FOR THE EXPERT PIZZA MAKER
Napoletana Dough using Pizzaria Caputo*YOU WILL NEED TO MAKE YOUR POOLISH 18 HOURS PRIOR TO MAKING YOUR DOUGH!
*THE DOUGH WILL NEED TO BE REFIGERATED FOR 48 HOURS PRIOR TO MAKING YOUR PIZZA!
(Makes 28 oz. (795 grams) dough, enough for three 9 to 10 oz. balls)
An authentic Napoletana pizza has to be made with Italian Doppio zero (double zero) flour.
Double zero is a designation that indicates the fineness of the grind, with the scale going from 2, the coarsest, to 00, the finest.
Double-zero flour is milled from soft wheat, which has less elastic gluten than hard wheat.
The result is a tender dough that requires a light touch and a gentile hand when you’re working with it.
First make your Poolish: Makes 90 grams
*You will need to prepare at least 18 hours prior to making your dough!
Ingredients for making Poolish:
0.12 gram (one-third of 1/8 teaspoon) Active Dry Yeast or 0.36 gram Fresh Yeast, broken into small pieces.
47 grams (3 tablespoons plus 1 teaspoon) cold tap water
47 grams (1/4 cup plus 2 tablespoons) Pizzaria Caputo Flour
Instructions for making Poolish:
1.) Put the yeast in a small bowl, add the water, and whisk vigorously for 30 seconds. (The mixture should bubble on top. If it doesn’t and the yeast granuales float, the yeast is “dead” and should be discarded. Begin again with a fresh amount of yeast & water.)
2.) Add the Caputo and stir well with a rubber spatula to combine. (The consistency will be thick and like pancake batter)
3.) Scrape down the sides of the bowl, cover with plastic wrap, and let sit at room temperature for 18 hours. Refrigerate for 30 minutes to cool slightly before using.
Ingredients for your Dough:
7 grams Fresh Yeast, broken into small pieces or 2-3 grams or 3/4 teaspoon Active Dry Yeast
70 grams ( ¼ cup plus 1 tablespoon) Warm Water (80F to 85F)
453 grams (3 ¾ cups) “OO” Caputo Pizzaria Flour, plus more for kneading if needed.
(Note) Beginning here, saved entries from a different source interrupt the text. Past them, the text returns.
//! Detected patterns
//!
//! A `PatternMatch` is the call-scoped result of a successful detector: what
//! was found, the extrapolated next value, and how much to trust it.

use serde::{Deserialize, Serialize};

/// Which recurrence a recursive match follows
#[derive(Debug, Clone, Copy, PartialEq, Eq, Serialize, Deserialize)]
#[serde(rename_all = "snake_case")]
pub enum RecursiveKind {
    Fibonacci,
    /// Lucas recurrence seeded with the classic (2, 1)
    Lucas,
    /// Lucas recurrence with other seeds
    LucasVariant,
    Tribonacci,
}

impl RecursiveKind {
    pub fn tag(&self) -> &'static str {
        match self {
            RecursiveKind::Fibonacci => "fibonacci",
            RecursiveKind::Lucas => "lucas",
            RecursiveKind::LucasVariant => "lucas_variant",
            RecursiveKind::Tribonacci => "tribonacci",
        }
    }

    /// Number of previous terms the recurrence sums
    pub fn order(&self) -> usize {
        match self {
            RecursiveKind::Tribonacci => 3,
            _ => 2,
        }
    }
}

/// Recognised polynomial shapes
#[derive(Debug, Clone, Copy, PartialEq, Eq, Serialize, Deserialize)]
#[serde(rename_all = "snake_case")]
pub enum PolynomialShape {
    /// n²
    PerfectSquares,
    /// n³
    PerfectCubes,
    General,
}

/// Family-specific parameters of a match
#[derive(Debug, Clone, PartialEq, Serialize, Deserialize)]
#[serde(tag = "family", rename_all = "snake_case")]
pub enum PatternKind {
    Arithmetic {
        common_difference: f64,
    },
    Geometric {
        common_ratio: f64,
    },
    Recursive {
        kind: RecursiveKind,
        rule: String,
        seed_values: Vec<f64>,
    },
    Polynomial {
        degree: usize,
        /// Highest power first
        coefficients: Vec<f64>,
        r_squared: f64,
        shape: PolynomialShape,
    },
    Exponential {
        base: f64,
        coefficient: f64,
        match_score: f64,
    },
    Periodic {
        period: usize,
        pattern: Vec<f64>,
    },
    AlternatingSteps {
        steps: [f64; 2],
    },
}

/// An accepted pattern with its prediction and confidence
#[derive(Debug, Clone, PartialEq, Serialize, Deserialize)]
pub struct PatternMatch {
    #[serde(flatten)]
    pub kind: PatternKind,
    pub predicted_next: f64,
    /// Always within [0, 1]
    pub confidence: f64,
    pub description: String,
}

impl PatternMatch {
    pub fn new(kind: PatternKind, predicted_next: f64, confidence: f64, description: impl Into<String>) -> Self {
        Self {
            kind,
            predicted_next,
            confidence: confidence.clamp(0.0, 1.0),
            description: description.into(),
        }
    }

    /// Wire tag of the pattern (`arithmetic`, `lucas_variant`, `perfect_squares`, ...)
    pub fn pattern_type(&self) -> String {
        match &self.kind {
            PatternKind::Arithmetic { .. } => "arithmetic".to_string(),
            PatternKind::Geometric { .. } => "geometric".to_string(),
            PatternKind::Recursive { kind, .. } => kind.tag().to_string(),
            PatternKind::Polynomial { degree, shape, .. } => match (shape, degree) {
                (PolynomialShape::PerfectSquares, _) => "perfect_squares".to_string(),
                (PolynomialShape::PerfectCubes, _) => "perfect_cubes".to_string(),
                (PolynomialShape::General, 2) => "quadratic".to_string(),
                (PolynomialShape::General, 3) => "cubic".to_string(),
                (PolynomialShape::General, d) => format!("polynomial_degree_{}", d),
            },
            PatternKind::Exponential { .. } => "exponential".to_string(),
            PatternKind::Periodic { .. } => "periodic".to_string(),
            PatternKind::AlternatingSteps { .. } => "alternating_steps".to_string(),
        }
    }

    /// JSON form handed to step sinks
    pub fn to_json(&self) -> serde_json::Value {
        let mut value = serde_json::to_value(self).unwrap_or(serde_json::Value::Null);
        if let serde_json::Value::Object(ref mut map) = value {
            map.insert("type".to_string(), serde_json::Value::String(self.pattern_type()));
        }
        value
    }
}

/// Render a value the way people write it: integers without a fraction
pub fn format_value(value: f64) -> String {
    if value.fract() == 0.0 && value.abs() < 1e15 {
        format!("{}", value as i64)
    } else {
        format!("{}", value)
    }
}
10 grams (1 tablespoon plus 1/4 teaspoon) Diastatic Malt (If baking in a home oven)
210 grams (3/4 cup plus 2 tablespoons) Ice Water
90 grams Poolish
10 grams (2 teaspoons) Fine Sea Salt
Instructions for making Dough:
*You will need to refrigerate your dough mixture for 48 hours before baking your pizza!
1.) Put the yeast in a small bowl, add the warm water, and whish vigorously for 30 seconds. (The yeast should dissolve in the water and the mixture should foam. If it doesn’t and the yeast granuales float, the yeast is “dead” and should be discarded. Begin again with a fresh amount of yeast & water.)
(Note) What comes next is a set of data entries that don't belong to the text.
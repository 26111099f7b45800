//! Structured errors for LLM consumption
//!
//! Failing to find a pattern is never an error. Errors are reserved for
//! inputs the engine refuses to process, calls that run out of time, and
//! reconstructions that leave the safe numeric range.

use serde::{Deserialize, Serialize};
use std::time::Duration;
use thiserror::Error;

/// Standard error codes (machine-readable)
pub mod codes {
    pub const TOO_LARGE: &str = "TOO_LARGE";
    pub const NON_FINITE: &str = "NON_FINITE";
    pub const MAGNITUDE_EXCEEDED: &str = "MAGNITUDE_EXCEEDED";
    pub const EMPTY_SEQUENCE: &str = "EMPTY_SEQUENCE";
    pub const INVALID_TOLERANCE: &str = "INVALID_TOLERANCE";
    pub const TIMEOUT: &str = "TIMEOUT";
    pub const OVERFLOW: &str = "OVERFLOW";
}

/// Input rejected before any detector runs
#[derive(Debug, Clone, PartialEq, Error)]
pub enum ValidationError {
    #[error("Input sequence too large ({length} elements), maximum allowed is {max}")]
    TooLarge { length: usize, max: usize },

    #[error("Invalid value at position {index}: {value}, only finite numbers are allowed")]
    NonFinite { index: usize, value: f64 },

    #[error("Value magnitude too large at position {index}: {value}, maximum allowed magnitude is {limit}")]
    MagnitudeExceeded { index: usize, value: f64, limit: f64 },

    #[error("Sequence cannot be empty")]
    Empty,

    #[error("Tolerance '{name}' must be finite and non-negative, got {value}")]
    InvalidTolerance { name: &'static str, value: f64 },
}

/// Wall-clock budget exhausted at a checkpoint
#[derive(Debug, Clone, PartialEq, Error)]
#[error("Computation timeout after {:.2} seconds, maximum allowed is {:.2} seconds", .elapsed.as_secs_f64(), .budget.as_secs_f64())]
pub struct TimeoutError {
    pub elapsed: Duration,
    pub budget: Duration,
}

/// Arithmetic left the safe range during a reconstruction
#[derive(Debug, Clone, PartialEq, Error)]
pub enum ComputationError {
    #[error("Value overflow detected at position {position} in {detector} calculation")]
    Overflow { detector: &'static str, position: usize },
}

/// Any error the engine can surface to a caller
#[derive(Debug, Clone, PartialEq, Error)]
pub enum EngineError {
    #[error(transparent)]
    Validation(#[from] ValidationError),

    #[error(transparent)]
    Timeout(#[from] TimeoutError),

    #[error(transparent)]
    Computation(#[from] ComputationError),
}

impl EngineError {
    /// Machine-readable error code
    pub fn code(&self) -> &'static str {
        match self {
            EngineError::Validation(e) => match e {
                ValidationError::TooLarge { .. } => codes::TOO_LARGE,
                ValidationError::NonFinite { .. } => codes::NON_FINITE,
                ValidationError::MagnitudeExceeded { .. } => codes::MAGNITUDE_EXCEEDED,
                ValidationError::Empty => codes::EMPTY_SEQUENCE,
                ValidationError::InvalidTolerance { .. } => codes::INVALID_TOLERANCE,
            },
            EngineError::Timeout(_) => codes::TIMEOUT,
            EngineError::Computation(ComputationError::Overflow { .. }) => codes::OVERFLOW,
        }
    }

    pub fn severity(&self) -> Severity {
        match self {
            EngineError::Computation(_) => Severity::Warning,
            _ => Severity::Error,
        }
    }

    pub fn is_overflow(&self) -> bool {
        matches!(self, EngineError::Computation(ComputationError::Overflow { .. }))
    }

    /// Serializable report with a suggestion for the caller
    pub fn report(&self) -> ErrorReport {
        let suggestion = match self {
            EngineError::Validation(ValidationError::TooLarge { max, .. }) => {
                Some(format!("Submit at most {} elements", max))
            }
            EngineError::Validation(ValidationError::NonFinite { .. }) => {
                Some("Remove NaN and infinite values".to_string())
            }
            EngineError::Validation(ValidationError::MagnitudeExceeded { .. }) => {
                Some("Rescale the sequence before analysis".to_string())
            }
            EngineError::Validation(ValidationError::Empty) => {
                Some("Provide at least two values".to_string())
            }
            EngineError::Validation(ValidationError::InvalidTolerance { .. }) => {
                Some("Use finite, non-negative tolerances".to_string())
            }
            EngineError::Timeout(_) => Some("Submit a shorter sequence".to_string()),
            EngineError::Computation(_) => None,
        };
        ErrorReport {
            code: self.code().to_string(),
            message: self.to_string(),
            suggestion,
            severity: self.severity(),
        }
    }
}

/// Severity level of an error
#[derive(Debug, Clone, Copy, PartialEq, Eq, Serialize, Deserialize)]
#[serde(rename_all = "lowercase")]
pub enum Severity {
    /// A single detector gave up, the call may still succeed
    Warning,
    /// The call failed
    Error,
}

/// Structured error for LLM consumption
#[derive(Debug, Clone, PartialEq, Serialize, Deserialize)]
pub struct ErrorReport {
    /// Machine-readable error code
    pub code: String,

    /// Human-readable error message
    pub message: String,

    /// Suggestion for fixing the error
    #[serde(skip_serializing_if = "Option::is_none")]
    pub suggestion: Option<String>,

    pub severity: Severity,
}

impl std::fmt::Display for ErrorReport {
    fn fmt(&self, f: &mut std::fmt::Formatter<'_>) -> std::fmt::Result {
        write!(f, "[{}] {}", self.code, self.message)?;
        if let Some(ref suggestion) = self.suggestion {
            write!(f, " (suggestion: {})", suggestion)?;
        }
        Ok(())
    }
}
2.) Add your Caputo and Diastatic Malt in the bowl of a stand mixer fitted with a dough hook. With the mixer on the lowest speed, pour in most of the ice water, reserving about 2 tablespoons.
3.) Add your yeast-water mixture.
4.) Pour the reserved water into your yeast bowl, swirl it around to dislodge any bits of yeast stuck to the bowl, then add it to the mixture.
5.) Mix for 15 seconds, stop the mixer, and add the poolish. (It’s best to use your hands, dampening them under very cold water, so the poolish does not stick to your hands)
6.) Add salt and mix on lowest speed for 1 minute to combine. Stop the mixer and pull the dough off the hook and mix for another minute.
7.) Scrap the bowl and transfer the dough to an UNfloured surface, then knead it for 3 to 4 minutes, until smooth. (If dough is too sticky to knead, sprinkle it with a little Caputo. Cover the dough with a damp towel and let it rest at room temperature for 20 minutes.
8.) Using a dough cutter, divide your dough into thirds. Place your balls on a sheet pan, spacing them about 3 inches apart. Wrap the pan with a double layer of plastic wrap, sealing the balls very well and put the pan in a level spot in the fridge for 48 hours.